• [Activity]: Restate word for word the entries below, starting with the line with "from the root." and continuing through the line with "fn is_excluded(&self, path: &Path)". Include both of those lines and no others.
### Dataset
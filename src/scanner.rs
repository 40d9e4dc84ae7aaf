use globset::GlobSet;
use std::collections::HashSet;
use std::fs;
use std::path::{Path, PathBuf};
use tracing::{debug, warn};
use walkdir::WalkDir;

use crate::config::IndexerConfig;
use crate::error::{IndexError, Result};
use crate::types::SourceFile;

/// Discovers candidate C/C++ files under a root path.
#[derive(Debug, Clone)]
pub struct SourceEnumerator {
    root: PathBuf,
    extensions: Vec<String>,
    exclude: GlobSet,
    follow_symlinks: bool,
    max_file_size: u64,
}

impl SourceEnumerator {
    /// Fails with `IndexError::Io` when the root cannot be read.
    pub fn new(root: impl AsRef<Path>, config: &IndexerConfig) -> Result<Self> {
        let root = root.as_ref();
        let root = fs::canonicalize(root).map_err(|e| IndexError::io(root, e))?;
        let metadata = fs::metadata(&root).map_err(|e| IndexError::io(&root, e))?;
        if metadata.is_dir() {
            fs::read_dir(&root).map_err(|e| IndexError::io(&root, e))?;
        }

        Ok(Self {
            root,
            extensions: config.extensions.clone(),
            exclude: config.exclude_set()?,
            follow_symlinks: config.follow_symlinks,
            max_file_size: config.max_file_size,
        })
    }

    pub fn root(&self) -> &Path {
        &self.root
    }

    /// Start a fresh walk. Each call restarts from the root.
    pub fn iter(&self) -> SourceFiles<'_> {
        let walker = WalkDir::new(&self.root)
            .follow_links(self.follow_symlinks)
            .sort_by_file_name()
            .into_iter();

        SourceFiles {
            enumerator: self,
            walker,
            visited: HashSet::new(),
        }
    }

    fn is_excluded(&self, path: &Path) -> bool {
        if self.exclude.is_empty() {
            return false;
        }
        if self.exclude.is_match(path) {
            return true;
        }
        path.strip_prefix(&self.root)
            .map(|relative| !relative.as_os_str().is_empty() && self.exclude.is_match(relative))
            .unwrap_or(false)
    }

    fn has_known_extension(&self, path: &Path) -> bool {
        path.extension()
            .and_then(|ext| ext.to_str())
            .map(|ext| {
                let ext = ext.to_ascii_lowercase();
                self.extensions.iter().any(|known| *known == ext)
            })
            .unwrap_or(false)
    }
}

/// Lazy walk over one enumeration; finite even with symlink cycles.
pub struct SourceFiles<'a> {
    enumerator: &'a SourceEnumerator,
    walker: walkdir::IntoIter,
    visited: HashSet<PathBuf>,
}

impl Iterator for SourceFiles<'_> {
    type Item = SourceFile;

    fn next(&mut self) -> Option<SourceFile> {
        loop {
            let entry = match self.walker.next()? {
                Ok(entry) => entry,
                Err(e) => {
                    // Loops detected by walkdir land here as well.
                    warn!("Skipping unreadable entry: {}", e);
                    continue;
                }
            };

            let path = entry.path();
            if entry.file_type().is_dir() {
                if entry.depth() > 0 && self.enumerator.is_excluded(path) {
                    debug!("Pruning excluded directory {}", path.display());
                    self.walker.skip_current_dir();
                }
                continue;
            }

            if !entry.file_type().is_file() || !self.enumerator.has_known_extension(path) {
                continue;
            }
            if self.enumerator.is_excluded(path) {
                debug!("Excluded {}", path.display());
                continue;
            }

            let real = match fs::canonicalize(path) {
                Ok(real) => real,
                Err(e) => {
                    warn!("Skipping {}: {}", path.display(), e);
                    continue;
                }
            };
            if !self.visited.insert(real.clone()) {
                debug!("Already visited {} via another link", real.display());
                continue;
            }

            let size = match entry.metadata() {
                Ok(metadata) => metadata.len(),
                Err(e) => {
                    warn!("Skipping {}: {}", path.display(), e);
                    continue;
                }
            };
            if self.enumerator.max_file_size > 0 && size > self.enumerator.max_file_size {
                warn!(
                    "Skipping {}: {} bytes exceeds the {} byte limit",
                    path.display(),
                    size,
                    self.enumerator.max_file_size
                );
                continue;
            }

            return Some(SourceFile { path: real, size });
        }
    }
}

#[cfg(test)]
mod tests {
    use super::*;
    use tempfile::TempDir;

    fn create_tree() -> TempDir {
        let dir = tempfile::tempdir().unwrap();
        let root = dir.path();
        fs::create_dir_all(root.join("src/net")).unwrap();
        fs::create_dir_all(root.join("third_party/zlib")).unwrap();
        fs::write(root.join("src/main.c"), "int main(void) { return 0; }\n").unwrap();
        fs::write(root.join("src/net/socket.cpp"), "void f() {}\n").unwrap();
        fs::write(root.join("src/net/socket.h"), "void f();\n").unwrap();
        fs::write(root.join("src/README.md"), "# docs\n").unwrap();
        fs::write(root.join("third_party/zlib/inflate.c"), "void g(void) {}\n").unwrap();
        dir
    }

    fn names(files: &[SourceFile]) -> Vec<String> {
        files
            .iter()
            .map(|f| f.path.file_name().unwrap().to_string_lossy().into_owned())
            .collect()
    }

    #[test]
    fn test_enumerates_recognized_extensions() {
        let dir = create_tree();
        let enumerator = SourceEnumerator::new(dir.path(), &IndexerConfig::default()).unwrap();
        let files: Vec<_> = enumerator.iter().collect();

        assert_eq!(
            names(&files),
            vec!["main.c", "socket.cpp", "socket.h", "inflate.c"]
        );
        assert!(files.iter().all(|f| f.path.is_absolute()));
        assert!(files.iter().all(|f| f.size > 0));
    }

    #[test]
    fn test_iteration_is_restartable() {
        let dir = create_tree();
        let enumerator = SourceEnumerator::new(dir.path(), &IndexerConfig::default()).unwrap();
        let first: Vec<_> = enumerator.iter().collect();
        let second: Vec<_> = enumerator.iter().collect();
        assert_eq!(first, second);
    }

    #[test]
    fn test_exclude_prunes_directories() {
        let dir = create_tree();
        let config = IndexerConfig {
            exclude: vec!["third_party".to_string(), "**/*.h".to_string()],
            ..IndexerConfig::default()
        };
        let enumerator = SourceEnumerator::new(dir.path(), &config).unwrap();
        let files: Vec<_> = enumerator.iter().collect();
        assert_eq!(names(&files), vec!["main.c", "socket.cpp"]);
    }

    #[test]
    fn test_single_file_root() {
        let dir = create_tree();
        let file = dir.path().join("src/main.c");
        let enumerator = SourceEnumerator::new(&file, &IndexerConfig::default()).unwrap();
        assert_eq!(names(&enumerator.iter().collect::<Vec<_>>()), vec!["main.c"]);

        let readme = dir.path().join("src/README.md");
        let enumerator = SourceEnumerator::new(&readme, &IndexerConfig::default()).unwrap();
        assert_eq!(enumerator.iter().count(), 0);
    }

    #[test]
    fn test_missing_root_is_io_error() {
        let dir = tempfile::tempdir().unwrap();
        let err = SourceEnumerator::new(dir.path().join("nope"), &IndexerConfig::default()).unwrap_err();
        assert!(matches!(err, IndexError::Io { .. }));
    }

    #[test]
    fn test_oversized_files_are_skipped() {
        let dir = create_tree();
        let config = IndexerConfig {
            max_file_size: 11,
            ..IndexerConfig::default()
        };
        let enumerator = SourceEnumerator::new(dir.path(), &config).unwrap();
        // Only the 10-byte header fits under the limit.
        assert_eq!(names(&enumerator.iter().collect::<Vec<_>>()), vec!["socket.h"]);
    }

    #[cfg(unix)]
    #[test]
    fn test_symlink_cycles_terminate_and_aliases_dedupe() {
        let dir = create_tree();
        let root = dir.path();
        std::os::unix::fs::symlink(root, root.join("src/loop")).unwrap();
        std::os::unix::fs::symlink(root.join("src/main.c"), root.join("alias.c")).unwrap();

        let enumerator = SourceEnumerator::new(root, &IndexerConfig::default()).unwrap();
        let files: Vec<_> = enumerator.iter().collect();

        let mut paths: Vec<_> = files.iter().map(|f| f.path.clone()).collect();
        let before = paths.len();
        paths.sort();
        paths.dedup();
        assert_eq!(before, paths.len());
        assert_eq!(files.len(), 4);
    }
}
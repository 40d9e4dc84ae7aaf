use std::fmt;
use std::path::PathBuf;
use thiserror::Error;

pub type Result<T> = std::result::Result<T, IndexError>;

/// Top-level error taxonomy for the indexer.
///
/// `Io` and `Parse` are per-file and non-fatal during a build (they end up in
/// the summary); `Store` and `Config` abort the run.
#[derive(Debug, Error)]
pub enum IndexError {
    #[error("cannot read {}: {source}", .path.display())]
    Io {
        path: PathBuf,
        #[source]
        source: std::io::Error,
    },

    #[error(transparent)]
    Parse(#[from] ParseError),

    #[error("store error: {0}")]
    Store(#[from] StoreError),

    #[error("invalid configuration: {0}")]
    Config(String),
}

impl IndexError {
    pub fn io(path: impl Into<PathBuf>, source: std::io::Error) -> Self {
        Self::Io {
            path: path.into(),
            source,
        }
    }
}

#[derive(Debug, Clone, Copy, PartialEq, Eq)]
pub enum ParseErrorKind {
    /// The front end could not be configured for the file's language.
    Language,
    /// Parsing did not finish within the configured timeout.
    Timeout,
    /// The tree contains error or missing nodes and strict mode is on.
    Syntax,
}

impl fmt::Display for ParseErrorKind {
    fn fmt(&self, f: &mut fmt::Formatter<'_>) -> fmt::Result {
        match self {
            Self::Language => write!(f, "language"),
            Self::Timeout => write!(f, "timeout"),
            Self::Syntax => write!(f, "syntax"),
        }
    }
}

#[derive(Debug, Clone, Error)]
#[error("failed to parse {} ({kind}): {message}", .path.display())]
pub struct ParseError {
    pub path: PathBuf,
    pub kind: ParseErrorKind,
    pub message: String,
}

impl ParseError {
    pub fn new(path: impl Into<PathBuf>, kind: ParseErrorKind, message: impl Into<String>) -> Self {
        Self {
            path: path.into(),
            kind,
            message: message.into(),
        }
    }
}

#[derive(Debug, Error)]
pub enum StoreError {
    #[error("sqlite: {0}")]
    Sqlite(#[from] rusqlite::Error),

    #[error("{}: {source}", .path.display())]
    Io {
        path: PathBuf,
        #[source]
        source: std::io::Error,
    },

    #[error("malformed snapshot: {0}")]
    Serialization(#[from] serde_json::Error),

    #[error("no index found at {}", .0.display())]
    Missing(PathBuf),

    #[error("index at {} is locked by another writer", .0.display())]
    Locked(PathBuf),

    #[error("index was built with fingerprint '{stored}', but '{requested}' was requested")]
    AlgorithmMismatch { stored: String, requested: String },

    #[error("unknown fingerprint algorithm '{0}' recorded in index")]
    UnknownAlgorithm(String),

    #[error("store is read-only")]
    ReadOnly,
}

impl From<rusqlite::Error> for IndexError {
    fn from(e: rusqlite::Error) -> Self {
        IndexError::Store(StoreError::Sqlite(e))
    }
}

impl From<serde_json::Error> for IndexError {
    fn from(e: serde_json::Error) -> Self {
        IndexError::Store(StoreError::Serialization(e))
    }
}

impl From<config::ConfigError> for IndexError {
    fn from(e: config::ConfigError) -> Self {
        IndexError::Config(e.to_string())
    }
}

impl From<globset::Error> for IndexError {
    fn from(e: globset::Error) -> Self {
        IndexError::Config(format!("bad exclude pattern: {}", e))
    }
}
######
• [Output for this task]:
    /// Start a fresh walk. Each call restarts from the root.
    pub fn iter(&self) -> SourceFiles<'_> {
        let walker = WalkDir::new(&self.root)
            .follow_links(self.follow_symlinks)
            .sort_by_file_name()
            .into_iter();

        SourceFiles {
            enumerator: self,
            walker,
            visited: HashSet::new(),
        }
    }

    fn is_excluded(&self, path: &Path) -> bool {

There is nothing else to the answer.